**WORK TO COMPLETE**
Below are the records; give the number of lines in them that include the word "AsRef", and nothing more.

**EXTRACTED DATA**
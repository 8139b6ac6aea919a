//! Worksheet inside a local `.xlsx` workbook
//!
//! Reads go through calamine, writes through rust_xlsxwriter. rust_xlsxwriter
//! can only write whole workbooks, so `clear` and `append_row` edit an
//! in-memory copy and `flush` saves the file once with all of its worksheets.
//! The other worksheets are kept as plain strings.

use std::path::{Path, PathBuf};

use calamine::{open_workbook, Data, Range, Reader, Xlsx};
use chrono::{Duration, NaiveDate};
use rust_xlsxwriter::Workbook;
use tracing::debug;

use crate::dates::format_date;
use crate::error::{HerdbookError, HerdbookResult};

use super::Worksheet;

pub struct XlsxWorksheet {
    path: PathBuf,
    /// Every worksheet of the workbook in file order
    sheets: Vec<(String, Vec<Vec<String>>)>,
    /// Index of ours in `sheets`
    target: usize,
    /// Number of times the file has been written
    saves: usize,
}

impl XlsxWorksheet {
    /// Open an existing workbook. The worksheet must already exist.
    pub fn open<P: AsRef<Path>>(path: P, sheet: &str) -> HerdbookResult<Self> {
        let path = path.as_ref().to_path_buf();
        let sheets = read_workbook(&path).map_err(|e| HerdbookError::Open(e.to_string()))?;
        let target = sheets
            .iter()
            .position(|(name, _)| name == sheet)
            .ok_or_else(|| {
                HerdbookError::Open(format!(
                    "worksheet '{}' not found in {}",
                    sheet,
                    path.display()
                ))
            })?;
        Ok(Self {
            path,
            sheets,
            target,
            saves: 0,
        })
    }

    /// Create a new workbook containing one empty worksheet. Overwrites any
    /// file already at `path`.
    pub fn create<P: AsRef<Path>>(path: P, sheet: &str) -> HerdbookResult<Self> {
        let mut worksheet = Self {
            path: path.as_ref().to_path_buf(),
            sheets: vec![(sheet.to_string(), Vec::new())],
            target: 0,
            saves: 0,
        };
        worksheet.save()?;
        Ok(worksheet)
    }

    pub fn path(&self) -> &Path {
        &self.path
    }

    pub fn sheet_name(&self) -> &str {
        &self.sheets[self.target].0
    }

    fn save(&mut self) -> HerdbookResult<()> {
        let mut workbook = Workbook::new();
        for (name, values) in &self.sheets {
            let worksheet = workbook.add_worksheet();
            worksheet
                .set_name(name)
                .map_err(|e| HerdbookError::Write(format!("Failed to set worksheet name: {}", e)))?;
            for (row, cells) in values.iter().enumerate() {
                for (col, value) in cells.iter().enumerate() {
                    worksheet
                        .write_string(row as u32, col as u16, value)
                        .map_err(|e| HerdbookError::Write(format!("Failed to write cell: {}", e)))?;
                }
            }
        }
        workbook
            .save(&self.path)
            .map_err(|e| HerdbookError::Write(format!("Failed to save Excel file: {}", e)))?;
        self.saves += 1;
        debug!(path = %self.path.display(), "saved workbook");
        Ok(())
    }
}

impl Worksheet for XlsxWorksheet {
    fn read_values(&mut self) -> HerdbookResult<Vec<Vec<String>>> {
        let mut workbook: Xlsx<_> = open_workbook(&self.path)
            .map_err(|e| HerdbookError::Read(format!("Failed to open Excel file: {}", e)))?;
        let name = self.sheet_name().to_string();
        let range = workbook
            .worksheet_range(&name)
            .map_err(|e| HerdbookError::Read(format!("Failed to read worksheet '{}': {}", name, e)))?;
        let values = range_to_strings(&range);
        self.sheets[self.target].1 = values.clone();
        Ok(values)
    }

    fn clear(&mut self) -> HerdbookResult<()> {
        // Pick up edits made to the other worksheets since we opened the file
        if let Ok(sheets) = read_workbook(&self.path) {
            let ours = self.sheet_name().to_string();
            self.sheets = sheets
                .into_iter()
                .filter(|(name, _)| *name != ours)
                .collect();
            let target = self.target.min(self.sheets.len());
            self.sheets.insert(target, (ours, Vec::new()));
            self.target = target;
        } else {
            self.sheets[self.target].1.clear();
        }
        Ok(())
    }

    fn append_row(&mut self, row: &[String]) -> HerdbookResult<()> {
        self.sheets[self.target].1.push(row.to_vec());
        Ok(())
    }

    fn flush(&mut self) -> HerdbookResult<()> {
        self.save()
    }
}

fn read_workbook(path: &Path) -> Result<Vec<(String, Vec<Vec<String>>)>, calamine::XlsxError> {
    let mut workbook: Xlsx<_> = open_workbook(path)?;
    let mut sheets = Vec::new();
    for name in workbook.sheet_names() {
        let range = workbook.worksheet_range(&name)?;
        sheets.push((name, range_to_strings(&range)));
    }
    Ok(sheets)
}

/// Cell strings anchored at A1. calamine ranges start at the first used cell,
/// so leading blank rows and columns are restored here.
fn range_to_strings(range: &Range<Data>) -> Vec<Vec<String>> {
    let Some((start_row, start_col)) = range.start() else {
        return Vec::new();
    };
    let mut values: Vec<Vec<String>> = vec![Vec::new(); start_row as usize];
    for cells in range.rows() {
        let mut row = vec![String::new(); start_col as usize];
        row.extend(cells.iter().map(cell_to_string));
        values.push(row);
    }
    values
}

fn cell_to_string(cell: &Data) -> String {
    match cell {
        Data::Empty => String::new(),
        Data::String(s) => s.clone(),
        Data::DateTime(dt) => {
            excel_serial_to_date(dt.as_f64()).map_or_else(|| cell.to_string(), format_date)
        }
        other => other.to_string(),
    }
}

/// Excel serial day number to calendar date (1900 date system)
fn excel_serial_to_date(serial: f64) -> Option<NaiveDate> {
    if !serial.is_finite() || !(1.0..2_958_466.0).contains(&serial) {
        return None;
    }
    let epoch = NaiveDate::from_ymd_opt(1899, 12, 30)?;
    epoch.checked_add_signed(Duration::days(serial.floor() as i64))
}

#[cfg(test)]
mod tests {
    use super::*;
    use crate::store::{RowStore, SheetStore};
    use crate::types::{Frame, Record};
    use tempfile::TempDir;

    fn strings(row: &[&str]) -> Vec<String> {
        row.iter().map(|s| s.to_string()).collect()
    }

    #[test]
    fn test_excel_serial_to_date() {
        // 44713 is 2022-06-01 in the 1900 date system
        assert_eq!(
            excel_serial_to_date(44713.0),
            NaiveDate::from_ymd_opt(2022, 6, 1)
        );
        assert_eq!(excel_serial_to_date(-3.0), None);
    }

    #[test]
    fn test_cell_to_string_numbers() {
        assert_eq!(cell_to_string(&Data::Float(2022.0)), "2022");
        assert_eq!(cell_to_string(&Data::Int(7)), "7");
        assert_eq!(cell_to_string(&Data::Empty), "");
    }

    #[test]
    fn test_create_then_append_and_read() {
        let dir = TempDir::new().unwrap();
        let path = dir.path().join("register.xlsx");

        let mut sheet = XlsxWorksheet::create(&path, "Animals").unwrap();
        sheet.append_row(&strings(&["Name", "Species"])).unwrap();
        sheet.append_row(&strings(&["Fido", "Dog"])).unwrap();
        sheet.flush().unwrap();

        let mut reopened = XlsxWorksheet::open(&path, "Animals").unwrap();
        assert_eq!(
            reopened.read_values().unwrap(),
            vec![strings(&["Name", "Species"]), strings(&["Fido", "Dog"])]
        );
    }

    #[test]
    fn test_open_missing_sheet_fails() {
        let dir = TempDir::new().unwrap();
        let path = dir.path().join("register.xlsx");
        XlsxWorksheet::create(&path, "Animals").unwrap();

        let err = XlsxWorksheet::open(&path, "Nope").err().unwrap();
        assert!(matches!(err, HerdbookError::Open(_)));
    }

    #[test]
    fn test_open_missing_file_fails() {
        let dir = TempDir::new().unwrap();
        let err = XlsxWorksheet::open(dir.path().join("absent.xlsx"), "Animals")
            .err()
            .unwrap();
        assert!(matches!(err, HerdbookError::Open(_)));
    }

    #[test]
    fn test_clear_keeps_other_worksheets() {
        let dir = TempDir::new().unwrap();
        let path = dir.path().join("register.xlsx");

        // Two-sheet workbook written directly
        let mut workbook = Workbook::new();
        workbook
            .add_worksheet()
            .set_name("Notes")
            .unwrap()
            .write_string(0, 0, "keep me")
            .unwrap();
        workbook.add_worksheet().set_name("Animals").unwrap();
        workbook.save(&path).unwrap();

        let mut sheet = XlsxWorksheet::open(&path, "Animals").unwrap();
        sheet.clear().unwrap();
        sheet.append_row(&strings(&["Name"])).unwrap();
        sheet.flush().unwrap();

        let mut notes = XlsxWorksheet::open(&path, "Notes").unwrap();
        assert_eq!(notes.read_values().unwrap(), vec![strings(&["keep me"])]);
        let mut animals = XlsxWorksheet::open(&path, "Animals").unwrap();
        assert_eq!(animals.read_values().unwrap(), vec![strings(&["Name"])]);
    }

    #[test]
    fn test_appends_are_not_saved_until_flush() {
        let dir = TempDir::new().unwrap();
        let path = dir.path().join("register.xlsx");

        let mut sheet = XlsxWorksheet::create(&path, "Animals").unwrap();
        sheet.append_row(&strings(&["Name"])).unwrap();
        assert!(XlsxWorksheet::open(&path, "Animals")
            .unwrap()
            .read_values()
            .unwrap()
            .is_empty());

        sheet.flush().unwrap();
        assert_eq!(
            XlsxWorksheet::open(&path, "Animals").unwrap().read_values().unwrap(),
            vec![strings(&["Name"])]
        );
    }

    #[test]
    fn test_commit_saves_workbook_once() {
        let dir = TempDir::new().unwrap();
        let path = dir.path().join("register.xlsx");
        XlsxWorksheet::create(&path, "Animals").unwrap();

        let mut frame = Frame::with_default_columns();
        for i in 0..50 {
            frame.push_record(&Record::new(format!("Hen {i}"), "Chicken"));
        }

        let mut store = SheetStore::new(XlsxWorksheet::open(&path, "Animals").unwrap());
        store.commit(&frame).unwrap();
        assert_eq!(store.worksheet().saves, 1);

        store.commit(&frame).unwrap();
        assert_eq!(store.worksheet().saves, 2);
        assert_eq!(store.load().unwrap().len(), 50);
    }
}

**WRITTEN RESPONSE**
2